Women rarely get to be warts and all. We tend to like them air-brushed, innocent, perfect or pretending to be. That's just one reason Friday night's concert at the Presidio Chapel (and let's ignore the irony of all the weight Catholicism has dumped on the feminine for a moment) was so refreshing. For all three artists--Angela Correa, Devon Sproule, and Victoria Williams--were brilliantly talented, but they also made lots of funny faces, stop-started performances, battled capos, acted goofy, sung sad but true.

Victoria Williams is so full of winning whimsy and warmth it almost doesn't matter she can sing such cool songs.
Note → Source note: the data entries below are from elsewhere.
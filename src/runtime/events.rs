//! Runtime event stream payloads.

use crate::types::EnvelopeId;

/// Events emitted from the sync engine loop.
#[derive(Debug, Clone, PartialEq, Eq)]
pub enum SyncEvent {
    /// An envelope was durably queued.
    Enqueued {
        /// Queued envelope id.
        id: EnvelopeId,
    },
    /// A delivery attempt for the queue head began.
    AttemptStarted {
        /// Envelope being delivered.
        id: EnvelopeId,
    },
    /// The remote confirmed the envelope and it left the queue.
    Delivered {
        /// Delivered envelope id.
        id: EnvelopeId,
    },
    /// A delivery attempt failed; the envelope stays at the head.
    AttemptFailed {
        /// Envelope that failed.
        id: EnvelopeId,
        /// False when the remote rejected the request outright.
        transient: bool,
    },
    /// The envelope was moved out of the active queue after a terminal failure.
    Quarantined {
        /// Quarantined envelope id.
        id: EnvelopeId,
    },
    /// Connectivity flipped.
    Connectivity {
        /// New state.
        online: bool,
    },
    /// Active queue length changed.
    PendingChanged {
        /// Envelopes awaiting delivery.
        pending: usize,
    },
}
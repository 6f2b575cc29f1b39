// Copyright 2025 the Sumi Authors
// SPDX-License-Identifier: Apache-2.0 OR MIT

//! Stroke input samples and per-stroke settings.

use peniko::kurbo::{Point, Rect, Vec2};
use peniko::Color;

/// A single pointer sample, in canvas-local units.
///
/// Points are appended while a stroke is active and are immutable once the
/// stroke is finalized.
#[derive(Clone, Copy, Debug, PartialEq)]
pub struct StrokePoint {
    pub pos: Point,
    /// Pen pressure in `[0, 1]`.
    pub pressure: f64,
    /// Pen tilt, when the device reports one.
    pub tilt: Option<Vec2>,
    /// Barrel rotation, when the device reports one.
    pub twist: Option<f64>,
}

impl StrokePoint {
    pub fn new(x: f64, y: f64, pressure: f64) -> Self {
        Self {
            pos: Point::new(x, y),
            pressure,
            tilt: None,
            twist: None,
        }
    }
}

/// How a finalized stroke combines with the content below it.
///
/// `Erase` is alpha-subtractive: the stroke's color channels are ignored and
/// its alpha removes paint from the target.
#[derive(Clone, Copy, Debug, Default, PartialEq, Eq)]
pub enum BlendMode {
    #[default]
    Normal,
    Multiply,
    Screen,
    Add,
    Erase,
}

impl BlendMode {
    pub fn is_erase(self) -> bool {
        self == Self::Erase
    }
}

/// Turn-angle bounds (in degrees) deciding when an interior joint is
/// flattened to a bevel.
///
/// The effective threshold interpolates from `slow_angle` to `fast_angle`
/// with the local drawing speed; `extreme_angle` is an absolute bound that
/// always bevels, independent of speed.
#[derive(Clone, Copy, Debug, PartialEq)]
pub struct JoinThresholds {
    pub slow_angle: f64,
    pub fast_angle: f64,
    pub extreme_angle: f64,
}

impl Default for JoinThresholds {
    fn default() -> Self {
        Self {
            slow_angle: 90.0,
            fast_angle: 120.0,
            extreme_angle: 45.0,
        }
    }
}

/// Brush and geometry configuration for one stroke.
#[derive(Clone, Debug)]
pub struct StrokeSettings {
    /// Brush diameter at full pressure, in canvas units.
    pub base_size: f64,
    pub color: Color,
    pub opacity: f32,
    pub blend_mode: BlendMode,
    pub joins: JoinThresholds,
    /// Arc segments swept per rounded cap.
    pub cap_segments: usize,
    /// A stroke whose endpoints are closer than `base_size` times this is
    /// treated as a closed shape and gets no caps.
    pub closed_loop_threshold: f64,
    /// Pressure is clamped into this range before scaling the radius.
    pub pressure_range: (f64, f64),
    /// `smoothstep` window applied to the normalized distance when shading.
    pub feather: (f32, f32),
    /// Active view frame; stroke bounds are clipped to it when present.
    pub clip_frame: Option<Rect>,
}

impl Default for StrokeSettings {
    fn default() -> Self {
        Self {
            base_size: 10.0,
            color: Color::BLACK,
            opacity: 1.0,
            blend_mode: BlendMode::Normal,
            joins: JoinThresholds::default(),
            cap_segments: 8,
            closed_loop_threshold: 0.5,
            pressure_range: (0.05, 1.0),
            feather: (0.4, 0.6),
            clip_frame: None,
        }
    }
}

impl StrokeSettings {
    /// Offset radius for a given raw pressure.
    pub fn radius(&self, pressure: f64) -> f64 {
        let (lo, hi) = self.pressure_range;
        self.base_size * 0.5 * pressure.clamp(lo, hi)
    }
}

#[cfg(test)]
mod tests {
    use super::*;

    #[test]
    fn radius_clamps_pressure() {
        let settings = StrokeSettings::default();
        assert_eq!(settings.radius(1.0), 5.0);
        assert_eq!(settings.radius(2.0), 5.0);
        assert_eq!(settings.radius(0.0), settings.radius(0.05));
    }

    #[test]
    fn erase_is_only_erase() {
        assert!(BlendMode::Erase.is_erase());
        assert!(!BlendMode::Normal.is_erase());
        assert!(!BlendMode::Add.is_erase());
    }
}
She made it clear her stand-up bassist was new to the band, only knew a small selection of songs, then repeatedly played songs not part of his repertoire. (He followed along quite well, nonetheless.) Her voice is a slippery singsong that gives some folks fits if pretty is all they want in their singers, but if you like emotive playfulness, Vic is your woman. In a 50 minute set she managed to perform tunes from all her albums, all the way back to 1987's Happy Come Home, including "Happy" itself, a minute-long ditty about a woman everyone thinks is crazy because she's outside shouting "Happy!" all the time when it just turns out to be the name of her dog. That's Williams' worldview in a nutshell, one where it'd be insane not to be crazy, not to have a dog, not to shout happy every so often. We could shout it even more if she came to town more frequently.

Middle act Devon Sproule looks like a heroine from a Buster Keaton movie (think Our Hospitality), a wisp of a woman in a slip of a dress with short hair done up with flowers. Her songs, many of late from her period pitching musical woo to land her husband (fellow singer-songwriter Paul Curreri), tell tales so artfully you almost wonder if part of her pose is tongue-in-cheek, but she's probably just being who she is--a smart Southerner (Virginia), a bit wise, a bit wise-ass, as when she broke for a solo by saying, "Take it Sproule!" Indeed, she can pick, making fine lines out of her electric Gibson with a pick-up as old as her father, or so she said. Her music, folk-based but with a knowledge of jazz that keeps leading it from the country to some odder city bars or something, is lit by the joy of moonshine. Why yes, both kinds.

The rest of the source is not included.